U.S. President Donald Trump's comments came as he faces criticism from survivors of the attack over his ties to the powerful National Rifle Association, and after several thousand rallied in Florida to demand urgent action.
"Very sad that the FBI missed all of the many signals sent out by the Florida school shooter. This is not acceptable," he wrote on Twitter.
"They are spending too much time trying to prove Russian collusion with the Trump campaign - there is no collusion. Get back to the basics and make us all proud!"
U.S. authorities have come under mounting scrutiny for failing to act on a series of warning signs ahead of the massacre at Marjory Stoneman Douglas High School where 17 people were killed.
The FBI admitted Friday it received a chilling warning in January from a tipster who said the gunman, Nikolas Cruz, could be planning a mass shooting, but that agents failed to follow up.
However, the attack has also renewed calls for greater gun control with some survivors leading the charge.
In addition to the FBI's missteps, Cruz was also known to local police after his mother repeatedly reported him for violent outbursts, while records obtained by the South Florida Sun Sentinel show authorities investigated Cruz in 2016 after he cut his arms on messaging app Snapchat and threatened to buy a gun.
The newspaper, citing Department of Children and Family Services documents, said the investigation came four days after Cruz turned 18 - legally an adult, and thus able to buy a rifle.
Investigators said there were "some implications" for the teen's safety, but concluded that his "final level of risk is low as [he] resides with his mother, attends school and receives counseling" as an outpatient at a mental health center, the Sun Sentinel said.
Cruz later passed a background check, allowing him in February 2017 to buy the AR-15 semi-automatic rifle used in the massacre.
President Trump spoke by phone Saturday with the Parkland mayor, the county commissioner and the principal of Marjory Stoneman Douglas High School to express his condolences and offer his support.
He then pivoted to politics late Saturday with his allegations against the FBI - though the federal government's investigation into allegations of Russian interference in the 2016 presidential race and collusion with the Trump campaign has been led by special prosecutor Robert Mueller since last May.
There was no immediate response from the FBI.
Mueller's investigation has so far swept up four members of Trump's campaign, albeit not because of direct collusion with the Russian government or anything of the sort.
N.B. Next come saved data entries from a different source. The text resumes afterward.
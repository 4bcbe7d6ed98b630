//! Exports transactions as a CSV file.

use axum::{
    extract::{FromRef, Query, State},
    http::header::{CONTENT_DISPOSITION, CONTENT_TYPE},
    response::{IntoResponse, Response},
};
use csv::{QuoteStyle, Terminator, WriterBuilder};
use serde::Deserialize;
use time::Date;

use crate::{
    AppState, Error,
    snapshot::SnapshotStore,
    timezone::local_now,
    transaction::{Period, Transaction, filter_by_period},
};

/// The header line of an exported CSV file.
pub const CSV_HEADER: &str = "Date,Type,Amount (RWF),From,To,Status";

/// Encode `transactions` as CSV.
///
/// The header is followed by one row per transaction with the display date,
/// category, amount, sender, recipient and status. Every field in the rows is
/// quoted, quotes inside fields are doubled and lines end with `\n`.
///
/// # Errors
/// Returns [Error::CsvExport] if the CSV writer fails.
pub fn to_csv(transactions: &[Transaction]) -> Result<String, Error> {
    let mut buffer = Vec::with_capacity(64 * (transactions.len() + 1));
    buffer.extend_from_slice(CSV_HEADER.as_bytes());
    buffer.push(b'\n');

    let mut writer = WriterBuilder::new()
        .quote_style(QuoteStyle::Always)
        .terminator(Terminator::Any(b'\n'))
        .has_headers(false)
        .from_writer(buffer);

    for transaction in transactions {
        writer
            .write_record([
                transaction.display_date.as_str(),
                transaction.category.label(),
                &transaction.amount.to_string(),
                transaction.sender.as_str(),
                transaction.recipient.as_str(),
                transaction.status.label(),
            ])
            .map_err(|error| Error::CsvExport(error.to_string()))?;
    }

    let buffer = writer
        .into_inner()
        .map_err(|error| Error::CsvExport(error.to_string()))?;

    String::from_utf8(buffer).map_err(|error| Error::CsvExport(error.to_string()))
}

/// The name of the file an export made on `date` is saved as.
pub fn export_file_name(date: Date) -> String {
    format!("MTN_MoMo_Transactions_{date}.csv")
}

/// The state needed to export transactions.
#[derive(Debug, Clone)]
pub struct ExportState {
    pub snapshots: SnapshotStore,
    /// The local timezone as a canonical timezone name, e.g. "Africa/Kigali".
    pub local_timezone: String,
}

impl FromRef<AppState> for ExportState {
    fn from_ref(state: &AppState) -> Self {
        Self {
            snapshots: state.snapshots.clone(),
            local_timezone: state.local_timezone.clone(),
        }
    }
}

/// The query parameters for an export.
#[derive(Debug, Default, Deserialize)]
pub struct ExportQuery {
    /// Only export transactions in this period. Defaults to all time.
    #[serde(default)]
    pub period: Period,
}

/// Download the transactions in the current snapshot as a CSV attachment.
pub async fn export_transactions(
    State(state): State<ExportState>,
    Query(query): Query<ExportQuery>,
) -> Result<Response, Error> {
    let now = local_now(&state.local_timezone)?;

    let transactions = match state.snapshots.current() {
        Some(snapshot) => filter_by_period(&snapshot.transactions, query.period, now),
        None => Vec::new(),
    };

    let csv = to_csv(&transactions)
        .inspect_err(|error| tracing::error!("could not export transactions: {error}"))?;
    let file_name = export_file_name(now.date());

    tracing::info!(
        "exporting {} transactions as {file_name}",
        transactions.len()
    );

    Ok((
        [
            (CONTENT_TYPE, "text/csv; charset=utf-8".to_owned()),
            (
                CONTENT_DISPOSITION,
                format!("attachment; filename=\"{file_name}\""),
            ),
        ],
        csv,
    )
        .into_response())
}
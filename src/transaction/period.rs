//! Named display periods and the date ranges they cover.

use std::fmt::Display;

use serde::{Deserialize, Serialize};
use time::{Date, Duration, Month, OffsetDateTime, UtcOffset};

use crate::transaction::core::Transaction;

/// The window of time the dashboard displays.
#[derive(Debug, Clone, Copy, PartialEq, Eq, Default, Serialize, Deserialize)]
#[serde(rename_all = "lowercase")]
pub enum Period {
    Daily,
    Weekly,
    Monthly,
    #[default]
    #[serde(rename = "alltime")]
    AllTime,
}

impl Period {
    /// The periods in the order their buttons are shown.
    pub const ALL: [Period; 4] = [Period::AllTime, Period::Daily, Period::Weekly, Period::Monthly];

    pub fn as_query_value(self) -> &'static str {
        match self {
            Period::Daily => "daily",
            Period::Weekly => "weekly",
            Period::Monthly => "monthly",
            Period::AllTime => "alltime",
        }
    }

    pub fn label(self) -> &'static str {
        match self {
            Period::Daily => "Daily",
            Period::Weekly => "Weekly",
            Period::Monthly => "Monthly",
            Period::AllTime => "All Time",
        }
    }
}

impl Display for Period {
    fn fmt(&self, f: &mut std::fmt::Formatter<'_>) -> std::fmt::Result {
        f.write_str(self.as_query_value())
    }
}

/// An inclusive range of calendar dates.
#[derive(Debug, Clone, Copy, PartialEq, Eq)]
pub struct DateRange {
    pub start: Date,
    pub end: Date,
}

impl DateRange {
    pub fn contains(&self, date: Date) -> bool {
        self.start <= date && date <= self.end
    }
}

/// Get the dates covered by `period`, ending on the day of `now`.
///
/// Returns `None` for [Period::AllTime], which covers every transaction.
///
/// Transaction dates are UTC calendar dates, so the ranges are computed on
/// `now`'s UTC calendar date:
/// - daily: today
/// - weekly: the 7 days before today, and today
/// - monthly: the same day last month up to today, with the day clamped to
///   the length of last month (e.g. 31 March -> 29 February in a leap year)
pub fn date_range(period: Period, now: OffsetDateTime) -> Option<DateRange> {
    let today = now.to_offset(UtcOffset::UTC).date();

    let start = match period {
        Period::Daily => today,
        Period::Weekly => today - Duration::days(7),
        Period::Monthly => one_month_before(today),
        Period::AllTime => return None,
    };

    Some(DateRange { start, end: today })
}

/// Get the transactions that fall within `period`, keeping their order.
///
/// Transactions with an unreliable date are only included for
/// [Period::AllTime].
pub fn filter_by_period(
    transactions: &[Transaction],
    period: Period,
    now: OffsetDateTime,
) -> Vec<Transaction> {
    let Some(range) = date_range(period, now) else {
        return transactions.to_vec();
    };

    transactions
        .iter()
        .filter(|transaction| {
            transaction
                .calendar_date()
                .is_some_and(|date| range.contains(date))
        })
        .cloned()
        .collect()
}

fn one_month_before(date: Date) -> Date {
    let (year, month) = match date.month() {
        Month::January => (date.year() - 1, Month::December),
        month => (date.year(), month.previous()),
    };
    let day = date.day().min(month.length(year));

    Date::from_calendar_date(year, month, day).unwrap_or(date)
}
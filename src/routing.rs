//! Application router configuration.

use axum::{Router, response::Redirect, routing::get};
use tower_http::services::ServeDir;

use crate::{
    AppState,
    dashboard::{
        get_dashboard_content, get_dashboard_page, get_transaction_detail, get_transaction_table,
    },
    endpoints,
    export::export_transactions,
    not_found::get_404_not_found,
};

/// Return a router with all the app's routes.
pub fn build_router(state: AppState) -> Router {
    Router::new()
        .route(endpoints::ROOT, get(get_index_page))
        .route(endpoints::DASHBOARD_VIEW, get(get_dashboard_page))
        .route(endpoints::DASHBOARD_CONTENT, get(get_dashboard_content))
        .route(endpoints::DASHBOARD_TABLE, get(get_transaction_table))
        .route(endpoints::TRANSACTION_DETAIL, get(get_transaction_detail))
        .route(endpoints::EXPORT, get(export_transactions))
        .nest_service(endpoints::STATIC, ServeDir::new("static/"))
        .fallback(get_404_not_found)
        .with_state(state)
}

/// The root path '/' redirects to the dashboard page.
async fn get_index_page() -> Redirect {
    Redirect::to(endpoints::DASHBOARD_VIEW)
}
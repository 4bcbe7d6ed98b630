//! MoMo Dashboard is a web app for exploring MTN MoMo mobile-money transactions.
//!
//! Transaction records are fetched from a transactions service (or a JSON
//! file made from an SMS backup), normalized into [Transaction]s and shown
//! as summary metrics, charts and a paginated table. The library provides a
//! REST API that directly serves HTML pages.

#![warn(missing_docs)]

use std::{net::SocketAddr, time::Duration};

use axum_server::Handle;
use tokio::signal;

mod alert;
mod app_state;
mod dashboard;
mod endpoints;
mod error;
mod export;
mod html;
mod internal_server_error;
mod logging;
mod not_found;
mod routing;
mod sms;
mod snapshot;
mod source;
mod timezone;
mod transaction;

#[cfg(test)]
mod test_utils;

pub use app_state::AppState;
pub use dashboard::{ChartHandle, ChartSeries, DashboardCharts, Metrics, aggregate};
pub use dashboard::{category_series, monthly_series};
pub use error::Error;
pub use export::{CSV_HEADER, export_file_name, to_csv};
pub use logging::{LOG_BODY_LENGTH_LIMIT, logging_middleware};
pub use routing::build_router;
pub use sms::{ImportedBackup, categorize, import_backup, parse_backup, parse_message};
pub use snapshot::{Snapshot, SnapshotStore, Ticket};
pub use source::{RecordQuery, RecordSource};
pub use transaction::{
    CategoryTag, DateRange, NormalizationFailure, Period, RawRecord, TableConfig, Transaction,
    TransactionDate, TransactionIndex, TransactionStatus, UNKNOWN_PARTY, date_range,
    filter_by_period, is_fully_loaded, normalize, normalize_payload, page,
};

/// An async task that waits for either the ctrl+c or terminate signal, whichever comes first, and
/// then signals the server to shut down gracefully.
///
/// `handle` is a handle to an Axum `Server`.
pub async fn graceful_shutdown(handle: Handle<SocketAddr>) {
    let ctrl_c = async {
        if let Err(error) = signal::ctrl_c().await {
            tracing::error!("failed to install Ctrl+C handler: {error}");
            std::future::pending::<()>().await;
        }
    };

    #[cfg(unix)]
    let terminate = async {
        match signal::unix::signal(signal::unix::SignalKind::terminate()) {
            Ok(mut signal) => {
                signal.recv().await;
            }
            Err(error) => {
                tracing::error!("failed to install signal handler: {error}");
                std::future::pending::<()>().await;
            }
        }
    };

    #[cfg(not(unix))]
    let terminate = std::future::pending::<()>();

    tokio::select! {
        _ = ctrl_c => {
            tracing::debug!("Received ctrl+c signal.");
            handle.graceful_shutdown(Some(Duration::from_secs(1)));
        },
        _ = terminate => {
            tracing::debug!("Received terminate signal.");
            handle.graceful_shutdown(Some(Duration::from_secs(1)));
        },
    }
}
The two of them have agreed to work for the probe under a plea deal.
Last Thursday Mueller indicted 13 Russians for allegedly running a secret campaign to tilt the vote, but did not accuse any Americans of knowingly participating in that effort.
While little is so far known about these 13 Russians or how successful they could have or could not have been, Jeanette Manfra, the head of cybersecurity at the Department of Homeland Security, released a statement criticizing NBC news and other outlets for reaching.
"Recent NBC reporting has misrepresented facts and confused the public with regard to the Department of Homeland Security and state and local government efforts to combat election hacking. First off, let me be clear: We have no evidence - old or new - that any votes in the 2016 elections were manipulated by Russian hackers," Manfra said.
President Trump also made a comment on the front of the paid Russian ads in the form of retweeting a comment made by the vice president of Facebook's advertising division, Rob Goldman.
"Most of the coverage of Russian meddling involves their attempt to affect the outcome of the 2016 U.S. election. I have seen all of the Russian ads and I can say very definitively that swaying the election was *NOT* the main goal." Tweeted Goldman last Friday.